Back in early July, before I’d gone to Spain, I had lunch with an American friend of mine. I hadn’t seen her since before all this began, and we obviously needed to catch up. I’d known Jess since before I moved to Belgium, though I didn’t meet her face-to-face until I got there. We’d been “set-up” by a mutual professional contact, as we had the same interest in international education, and thus a friendship was born.
For our catch-up, we met at a local Mexican place, me still in a chest bandage, but now “tubeless”. She had lots of questions and I gave her the entire story. At the end, she told me about her own medical issues. Namely, that she had a very mysterious symptom that no one was able to diagnose: every time she drank alcohol, even two sips, she would experience a pain in her neck, which would radiate out. Sometimes it went all the way down her arm. It usually lasted about 90 minutes.
In that phrase that people would begin to say so often, “of course, it’s nothing compared to your problems, but…”, she described it to me. (I always hated this. Of course, it’s good if my situation made others put their problems into perspective. But at the same time, I did not want my friends to stop telling me about themselves. It’s not like I ever felt that other people should suddenly decide their lives were perfect in the face of my problems! Nor did I think everyone was obligated to compare their problems with mine. Cancer is a pretty hard card to beat! And everyone has got their own drama to deal with.) She told me how it was getting worse, how she was now having to take pain pills every night, and how she was frustrated at the lack of progress in resolving it. They’d run all sorts of tests but couldn’t find a thing. Now the docs were thinking she had a pinched nerve, and I recommended my wonderful, house-call-making PT.
Then, just a few days before chemo began, I got a call from Jess with the most unbelievable news. You know that problem that was “nothing” compared to mine? Well it was almost exactly mine. Turns out she had Hodgkin’s (lymphatic cancer) and would be starting her own chemo just a week after me. I was terribly sorry for her, but was so relieved we’d have each other to go through it.
Jess was to start her own chemo two weeks after I started. Even though our chemos would be different, She was grateful to have someone just a bit ahead of her to give her a preview of what to expect. I told her that I treasured her as my new dearest friend because she was going above and beyond the call of duty since, throughout cancer, everyone says over and over “let me know if I can do anything,” or “if there’s anything you want or need…”, they’d be happy to oblige. I said to Jess, “but you’re the only one who understood that what I really wanted to say was ‘Please don’t make me do this alone’. Talk about throwing yourself on the fire! That is a true friend!”
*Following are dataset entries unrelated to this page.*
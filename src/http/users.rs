use crate::http::extractor::{AuthUser, ValidatedJson};
use crate::http::{ApiContext, Error, Result};
use crate::models::user::{LoginUser, NewUser};
use crate::notify;
use anyhow::Context;
use argon2::password_hash::SaltString;
use argon2::{Argon2, PasswordHash};
use axum::extract::State;
use axum::http::StatusCode;
use axum::routing::post;
use axum::{Json, Router};
use validator::{Validate, ValidationErrors};

pub(crate) fn router() -> Router<ApiContext> {
    Router::new()
        .route("/users/registration/", post(create_user))
        .route("/users/login/", post(login_user))
}

/// A wrapper type for all requests to these routes.
#[derive(serde::Deserialize)]
struct UserBody<T> {
    user: T,
}

// Field errors are reported by their own name rather than nested under `user`.
impl<T: Validate> Validate for UserBody<T> {
    fn validate(&self) -> std::result::Result<(), ValidationErrors> {
        self.user.validate()
    }
}

#[derive(serde::Serialize)]
struct TokenBody {
    token: String,
}

const INVALID_CREDENTIALS: &str = "A user with this email and password was not found.";

async fn create_user(
    ctx: State<ApiContext>,
    ValidatedJson(req): ValidatedJson<UserBody<NewUser>>,
) -> Result<(StatusCode, Json<TokenBody>)> {
    let password_hash = hash_password(req.user.password.clone()).await?;

    let user = ctx.store.user().create_user(req.user, password_hash).await?;

    log::info!("registered user {} ({})", user.user_id, user.username);

    notify::spawn_welcome(
        ctx.notifier.clone(),
        user.email.clone(),
        user.username.clone(),
    );

    let token = AuthUser {
        user_id: user.user_id,
        email: user.email,
        username: user.username,
    }
    .to_jwt(&ctx.config.hmac_key, ctx.config.session_length_days);

    Ok((StatusCode::CREATED, Json(TokenBody { token })))
}

async fn login_user(
    ctx: State<ApiContext>,
    ValidatedJson(req): ValidatedJson<UserBody<LoginUser>>,
) -> Result<Json<TokenBody>> {
    // Unknown email and wrong password get the same answer.
    let user = ctx
        .store
        .user()
        .user_by_email(&req.user.email)
        .await?
        .ok_or_else(|| Error::bad_request([("credentials", INVALID_CREDENTIALS)]))?;

    verify_password(req.user.password, user.password_hash).await?;

    let token = AuthUser {
        user_id: user.user_id,
        email: user.email,
        username: user.username,
    }
    .to_jwt(&ctx.config.hmac_key, ctx.config.session_length_days);

    Ok(Json(TokenBody { token }))
}

pub(in crate::http) async fn hash_password(password: String) -> Result<String> {
    // Argon2 hashing is designed to be computationally intensive,
    // so we need to do this on a blocking thread.
    tokio::task::spawn_blocking(move || -> Result<String> {
        let salt = SaltString::generate(rand::thread_rng());
        Ok(PasswordHash::generate(Argon2::default(), password, &salt)
            .map_err(|e| anyhow::anyhow!("failed to generate password hash: {}", e))?
            .to_string())
    })
    .await
    .context("panic in generating password hash")?
}

async fn verify_password(password: String, password_hash: String) -> Result<()> {
    tokio::task::spawn_blocking(move || -> Result<()> {
        let hash = PasswordHash::new(&password_hash)
            .map_err(|e| anyhow::anyhow!("invalid password hash: {}", e))?;

        hash.verify_password(&[&Argon2::default()], password)
            .map_err(|e| match e {
                argon2::password_hash::Error::Password => {
                    Error::bad_request([("credentials", INVALID_CREDENTIALS)])
                }
                _ => anyhow::anyhow!("failed to verify password hash: {}", e).into(),
            })
    })
    .await
    .context("panic in verifying password hash")?
}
Suddenly, the coincidences that Jess and I had in common were freaky. We were both 30 with birthdays a few days apart, were both Americans who had known each other previous to my moving abroad, who ended up – by sheer coincidence – living just few blocks apart in the same city. We shared the same (uncommon) professional interests. We were both cohabitating with our foreign boyfriends, which created the same unique combination of medical, insurance and residence issues. Our anniversary dates (with the boyfriends) were even just one day apart! At the “Office of Foreigners” we became known in tandem. If I was having trouble explaining my unusual situation, I’d say, “do you know the other American girl with cancer?”
They’d straighten up. “Do you mean…Ms. Black?”
“Yes,” I’d say. “I’m the other girl.”
And they’d say, “ohhhhh! Of course. Now I get it!”
Thus, my “cancer twin” was born. (You can find a photo of us here. I will post a photo properly once I am back on my own computer.)
I cannot say how treasured a friendship hers would come to be. Now I had someone who really did get what it was like. Someone who really did find it funny when I made a joke about chemotherapy or cancer! Someone who found blood draws, needles, stupid doctors, scary tests and losing hair all sincerely hysterical. What a relief! We had a whole world all our own. We could bitch and moan about all this and more, as long as we wanted, and never got tired of it, never found it uninteresting. She didn’t just listen, she understood. While I can’t say that I wouldn’t have traded it, for either of us, I certainly have a treasured bond with her and our experiences together cemented my feeling that Belgium really was where I was supposed to be. You’ll be hearing more about Jess as the story goes, I’m sure.